TO DO
Return the data below exactly, but only from the line containing "filename crates/client/src/codec/response_decoder.rs" through the line containing "line and fields", with both of those lines included.
SOURCE MATERIAL below:
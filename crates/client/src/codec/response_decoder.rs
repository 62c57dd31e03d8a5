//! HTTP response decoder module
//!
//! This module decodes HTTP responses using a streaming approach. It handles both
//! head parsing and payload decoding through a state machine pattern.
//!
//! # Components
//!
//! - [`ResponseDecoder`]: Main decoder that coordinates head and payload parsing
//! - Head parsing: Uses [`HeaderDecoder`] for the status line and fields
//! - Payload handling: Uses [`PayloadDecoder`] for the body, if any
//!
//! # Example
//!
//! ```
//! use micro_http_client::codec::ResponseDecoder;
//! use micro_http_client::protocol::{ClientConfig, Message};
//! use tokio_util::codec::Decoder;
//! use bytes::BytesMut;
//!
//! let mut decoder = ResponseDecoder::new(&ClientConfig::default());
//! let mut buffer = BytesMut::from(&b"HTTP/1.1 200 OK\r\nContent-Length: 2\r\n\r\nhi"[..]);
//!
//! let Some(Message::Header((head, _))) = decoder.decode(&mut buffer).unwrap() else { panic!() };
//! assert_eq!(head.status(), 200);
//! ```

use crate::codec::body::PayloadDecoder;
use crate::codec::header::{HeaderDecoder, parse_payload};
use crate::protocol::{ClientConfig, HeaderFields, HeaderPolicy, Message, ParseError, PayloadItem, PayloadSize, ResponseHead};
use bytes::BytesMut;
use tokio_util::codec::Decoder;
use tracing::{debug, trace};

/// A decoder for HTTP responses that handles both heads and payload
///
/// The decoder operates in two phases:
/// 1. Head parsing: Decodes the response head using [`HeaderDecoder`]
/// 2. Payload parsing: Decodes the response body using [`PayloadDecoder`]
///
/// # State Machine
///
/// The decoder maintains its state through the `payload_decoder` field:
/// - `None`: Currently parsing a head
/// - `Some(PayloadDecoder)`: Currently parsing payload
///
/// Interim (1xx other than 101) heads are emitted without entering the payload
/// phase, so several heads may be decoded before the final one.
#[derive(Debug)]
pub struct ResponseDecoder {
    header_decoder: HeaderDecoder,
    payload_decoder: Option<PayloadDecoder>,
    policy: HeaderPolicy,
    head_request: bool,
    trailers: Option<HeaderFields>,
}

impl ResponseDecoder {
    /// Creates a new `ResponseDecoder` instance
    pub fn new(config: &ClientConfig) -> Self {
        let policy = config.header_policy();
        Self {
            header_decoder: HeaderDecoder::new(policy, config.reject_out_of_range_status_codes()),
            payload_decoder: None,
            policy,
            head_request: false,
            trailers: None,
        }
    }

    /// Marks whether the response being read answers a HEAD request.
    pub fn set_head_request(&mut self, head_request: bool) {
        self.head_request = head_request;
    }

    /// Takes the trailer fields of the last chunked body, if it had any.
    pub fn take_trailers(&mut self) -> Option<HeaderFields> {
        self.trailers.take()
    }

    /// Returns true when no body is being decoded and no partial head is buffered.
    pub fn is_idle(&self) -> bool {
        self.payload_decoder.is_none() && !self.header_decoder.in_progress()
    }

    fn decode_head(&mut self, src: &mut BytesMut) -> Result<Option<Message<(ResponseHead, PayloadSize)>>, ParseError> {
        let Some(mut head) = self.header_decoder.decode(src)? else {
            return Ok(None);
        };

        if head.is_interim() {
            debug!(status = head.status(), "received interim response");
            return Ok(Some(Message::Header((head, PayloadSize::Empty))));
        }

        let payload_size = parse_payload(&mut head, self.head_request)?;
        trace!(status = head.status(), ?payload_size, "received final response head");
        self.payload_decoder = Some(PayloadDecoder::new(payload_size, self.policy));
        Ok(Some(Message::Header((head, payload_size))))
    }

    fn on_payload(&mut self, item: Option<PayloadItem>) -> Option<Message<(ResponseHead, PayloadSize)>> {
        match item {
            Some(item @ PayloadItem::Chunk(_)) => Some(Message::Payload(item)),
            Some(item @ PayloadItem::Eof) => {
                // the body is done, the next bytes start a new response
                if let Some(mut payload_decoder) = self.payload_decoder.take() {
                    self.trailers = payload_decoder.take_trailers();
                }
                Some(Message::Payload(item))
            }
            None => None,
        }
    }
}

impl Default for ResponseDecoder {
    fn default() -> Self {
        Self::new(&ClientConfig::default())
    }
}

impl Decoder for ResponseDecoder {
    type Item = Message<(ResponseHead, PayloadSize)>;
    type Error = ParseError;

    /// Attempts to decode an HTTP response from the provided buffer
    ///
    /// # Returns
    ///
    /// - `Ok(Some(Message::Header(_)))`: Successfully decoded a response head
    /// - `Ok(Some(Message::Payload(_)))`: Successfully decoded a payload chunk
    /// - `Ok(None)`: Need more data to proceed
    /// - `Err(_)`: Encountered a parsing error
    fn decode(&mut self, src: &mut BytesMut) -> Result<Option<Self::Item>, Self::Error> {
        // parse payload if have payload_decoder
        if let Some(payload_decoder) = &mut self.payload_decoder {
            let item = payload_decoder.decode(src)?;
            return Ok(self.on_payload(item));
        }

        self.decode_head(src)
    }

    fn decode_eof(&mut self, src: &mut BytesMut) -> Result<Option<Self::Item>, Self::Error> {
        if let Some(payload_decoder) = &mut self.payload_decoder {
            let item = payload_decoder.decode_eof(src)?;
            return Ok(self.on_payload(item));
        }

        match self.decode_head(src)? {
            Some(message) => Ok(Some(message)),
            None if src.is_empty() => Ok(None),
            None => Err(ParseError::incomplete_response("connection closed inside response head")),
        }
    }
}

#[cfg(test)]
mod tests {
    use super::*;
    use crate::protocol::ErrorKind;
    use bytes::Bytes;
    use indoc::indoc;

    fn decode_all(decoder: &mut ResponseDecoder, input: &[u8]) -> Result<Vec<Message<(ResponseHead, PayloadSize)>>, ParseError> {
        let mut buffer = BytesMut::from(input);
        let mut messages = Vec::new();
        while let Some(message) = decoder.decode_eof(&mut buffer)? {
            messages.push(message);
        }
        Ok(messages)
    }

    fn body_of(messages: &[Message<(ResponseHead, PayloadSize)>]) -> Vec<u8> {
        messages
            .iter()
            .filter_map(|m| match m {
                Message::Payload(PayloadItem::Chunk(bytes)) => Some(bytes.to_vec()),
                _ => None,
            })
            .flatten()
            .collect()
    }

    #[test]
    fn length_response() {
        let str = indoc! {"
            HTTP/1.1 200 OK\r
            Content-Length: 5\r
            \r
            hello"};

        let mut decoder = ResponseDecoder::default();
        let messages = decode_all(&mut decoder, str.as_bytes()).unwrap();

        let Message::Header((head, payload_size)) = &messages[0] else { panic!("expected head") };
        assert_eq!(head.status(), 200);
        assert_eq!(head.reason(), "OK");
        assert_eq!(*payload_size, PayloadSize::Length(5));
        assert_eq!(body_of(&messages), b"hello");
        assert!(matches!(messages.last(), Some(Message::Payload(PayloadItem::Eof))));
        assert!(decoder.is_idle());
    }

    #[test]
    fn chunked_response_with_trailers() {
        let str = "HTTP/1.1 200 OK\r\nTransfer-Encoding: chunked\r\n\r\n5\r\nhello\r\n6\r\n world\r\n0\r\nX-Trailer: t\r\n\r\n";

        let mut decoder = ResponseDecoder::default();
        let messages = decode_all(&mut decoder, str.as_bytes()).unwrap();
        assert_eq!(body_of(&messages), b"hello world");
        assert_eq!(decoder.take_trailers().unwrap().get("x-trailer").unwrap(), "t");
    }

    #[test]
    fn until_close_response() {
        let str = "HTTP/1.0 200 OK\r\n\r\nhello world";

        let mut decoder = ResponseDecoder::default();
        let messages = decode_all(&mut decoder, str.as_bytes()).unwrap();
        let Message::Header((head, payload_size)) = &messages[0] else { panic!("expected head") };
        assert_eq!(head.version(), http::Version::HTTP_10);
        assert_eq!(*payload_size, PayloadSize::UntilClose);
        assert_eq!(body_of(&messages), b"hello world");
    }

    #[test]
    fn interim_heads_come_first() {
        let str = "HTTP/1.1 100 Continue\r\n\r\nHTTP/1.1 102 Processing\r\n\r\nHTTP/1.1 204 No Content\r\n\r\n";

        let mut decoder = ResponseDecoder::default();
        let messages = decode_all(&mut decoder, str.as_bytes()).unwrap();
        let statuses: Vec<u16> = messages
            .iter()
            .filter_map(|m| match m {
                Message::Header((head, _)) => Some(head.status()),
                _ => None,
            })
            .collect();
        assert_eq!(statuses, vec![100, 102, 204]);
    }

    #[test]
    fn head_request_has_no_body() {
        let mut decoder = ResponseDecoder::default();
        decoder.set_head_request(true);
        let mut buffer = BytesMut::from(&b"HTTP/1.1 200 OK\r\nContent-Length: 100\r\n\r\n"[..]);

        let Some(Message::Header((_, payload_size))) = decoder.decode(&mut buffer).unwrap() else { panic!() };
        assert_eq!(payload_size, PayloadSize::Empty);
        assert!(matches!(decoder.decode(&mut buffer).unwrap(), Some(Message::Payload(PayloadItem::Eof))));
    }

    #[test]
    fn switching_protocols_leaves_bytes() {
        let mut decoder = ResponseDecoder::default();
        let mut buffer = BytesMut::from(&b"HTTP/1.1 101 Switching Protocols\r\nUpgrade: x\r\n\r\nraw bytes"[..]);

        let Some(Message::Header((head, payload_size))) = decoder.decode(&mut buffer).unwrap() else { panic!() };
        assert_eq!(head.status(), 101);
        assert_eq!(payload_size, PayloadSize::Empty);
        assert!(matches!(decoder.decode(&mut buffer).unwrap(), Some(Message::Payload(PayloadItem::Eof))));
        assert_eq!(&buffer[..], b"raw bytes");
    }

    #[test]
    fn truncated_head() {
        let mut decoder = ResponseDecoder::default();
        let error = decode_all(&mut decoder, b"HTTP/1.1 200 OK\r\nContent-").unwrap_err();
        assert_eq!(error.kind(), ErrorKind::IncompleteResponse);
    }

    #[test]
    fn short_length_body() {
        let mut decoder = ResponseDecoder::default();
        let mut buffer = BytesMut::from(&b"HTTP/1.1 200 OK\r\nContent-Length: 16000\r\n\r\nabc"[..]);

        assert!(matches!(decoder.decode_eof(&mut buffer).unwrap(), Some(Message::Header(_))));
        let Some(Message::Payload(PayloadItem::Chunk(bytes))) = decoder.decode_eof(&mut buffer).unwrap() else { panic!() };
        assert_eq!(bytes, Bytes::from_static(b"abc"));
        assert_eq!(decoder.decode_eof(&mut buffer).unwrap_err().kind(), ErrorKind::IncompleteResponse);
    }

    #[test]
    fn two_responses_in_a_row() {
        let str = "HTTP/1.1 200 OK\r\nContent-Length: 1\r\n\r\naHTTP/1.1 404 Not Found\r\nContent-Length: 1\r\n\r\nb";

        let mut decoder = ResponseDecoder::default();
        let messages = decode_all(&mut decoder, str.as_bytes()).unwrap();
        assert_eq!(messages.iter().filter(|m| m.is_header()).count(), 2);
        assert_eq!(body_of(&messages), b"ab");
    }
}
End of SOURCE MATERIAL.
SOURCE MATERIAL below:
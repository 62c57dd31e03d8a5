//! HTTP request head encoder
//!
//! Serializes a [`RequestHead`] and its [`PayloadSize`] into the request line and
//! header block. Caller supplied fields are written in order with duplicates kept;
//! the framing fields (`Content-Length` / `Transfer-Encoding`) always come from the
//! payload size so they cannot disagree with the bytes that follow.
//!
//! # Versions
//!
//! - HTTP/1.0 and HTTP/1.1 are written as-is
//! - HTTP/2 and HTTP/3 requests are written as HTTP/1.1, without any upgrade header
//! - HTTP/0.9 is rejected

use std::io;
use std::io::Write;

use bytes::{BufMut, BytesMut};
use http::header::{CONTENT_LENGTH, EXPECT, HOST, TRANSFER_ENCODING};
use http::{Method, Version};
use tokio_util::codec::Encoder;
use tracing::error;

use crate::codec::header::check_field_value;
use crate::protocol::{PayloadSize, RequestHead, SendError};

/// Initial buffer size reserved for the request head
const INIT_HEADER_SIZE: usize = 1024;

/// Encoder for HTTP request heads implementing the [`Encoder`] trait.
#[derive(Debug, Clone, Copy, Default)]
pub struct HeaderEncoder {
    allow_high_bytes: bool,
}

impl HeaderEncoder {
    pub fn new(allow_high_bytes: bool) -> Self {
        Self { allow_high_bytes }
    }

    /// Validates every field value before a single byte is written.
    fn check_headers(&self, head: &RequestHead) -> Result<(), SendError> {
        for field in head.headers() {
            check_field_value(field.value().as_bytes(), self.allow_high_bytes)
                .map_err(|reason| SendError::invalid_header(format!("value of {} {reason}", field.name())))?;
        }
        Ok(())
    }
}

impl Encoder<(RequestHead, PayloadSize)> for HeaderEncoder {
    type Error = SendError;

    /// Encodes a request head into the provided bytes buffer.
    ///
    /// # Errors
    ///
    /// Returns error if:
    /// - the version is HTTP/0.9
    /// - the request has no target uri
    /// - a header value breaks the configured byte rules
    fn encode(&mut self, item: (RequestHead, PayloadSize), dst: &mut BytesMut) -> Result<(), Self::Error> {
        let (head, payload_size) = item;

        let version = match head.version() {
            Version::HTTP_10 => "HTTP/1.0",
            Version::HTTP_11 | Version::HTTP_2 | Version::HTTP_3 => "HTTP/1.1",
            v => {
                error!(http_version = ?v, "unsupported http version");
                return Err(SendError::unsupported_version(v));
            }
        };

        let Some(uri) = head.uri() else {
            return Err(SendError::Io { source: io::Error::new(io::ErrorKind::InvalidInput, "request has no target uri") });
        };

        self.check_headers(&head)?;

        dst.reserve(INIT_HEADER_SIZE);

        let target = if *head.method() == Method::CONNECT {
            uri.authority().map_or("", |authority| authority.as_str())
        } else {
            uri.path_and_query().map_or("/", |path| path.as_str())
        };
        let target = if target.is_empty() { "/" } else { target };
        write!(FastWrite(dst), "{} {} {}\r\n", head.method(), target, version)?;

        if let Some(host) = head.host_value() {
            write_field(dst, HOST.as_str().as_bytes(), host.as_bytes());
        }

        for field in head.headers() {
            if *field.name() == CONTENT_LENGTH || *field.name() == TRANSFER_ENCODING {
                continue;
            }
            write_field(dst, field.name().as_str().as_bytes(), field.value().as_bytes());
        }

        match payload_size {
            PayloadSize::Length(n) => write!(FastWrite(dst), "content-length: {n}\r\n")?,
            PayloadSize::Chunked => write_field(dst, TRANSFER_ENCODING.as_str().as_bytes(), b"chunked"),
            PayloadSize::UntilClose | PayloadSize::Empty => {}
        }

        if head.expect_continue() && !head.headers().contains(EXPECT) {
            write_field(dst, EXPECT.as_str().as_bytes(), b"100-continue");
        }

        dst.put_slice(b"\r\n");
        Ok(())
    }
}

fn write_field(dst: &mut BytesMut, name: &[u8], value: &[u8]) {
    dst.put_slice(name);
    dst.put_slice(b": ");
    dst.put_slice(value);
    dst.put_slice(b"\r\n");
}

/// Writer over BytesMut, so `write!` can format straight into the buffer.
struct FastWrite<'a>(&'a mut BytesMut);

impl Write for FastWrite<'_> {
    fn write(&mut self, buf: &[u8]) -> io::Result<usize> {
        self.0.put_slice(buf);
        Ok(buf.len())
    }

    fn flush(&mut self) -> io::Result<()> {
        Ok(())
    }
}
End of SOURCE MATERIAL.
RESPONSE TO THE TASK
filename crates/client/src/codec/response_decoder.rs
repository 62c57dd31e03d8a5
//! HTTP response decoder module
//!
//! This module decodes HTTP responses using a streaming approach. It handles both
//! head parsing and payload decoding through a state machine pattern.
//!
//! # Components
//!
//! - [`ResponseDecoder`]: Main decoder that coordinates head and payload parsing
//! - Head parsing: Uses [`HeaderDecoder`] for the status line and fields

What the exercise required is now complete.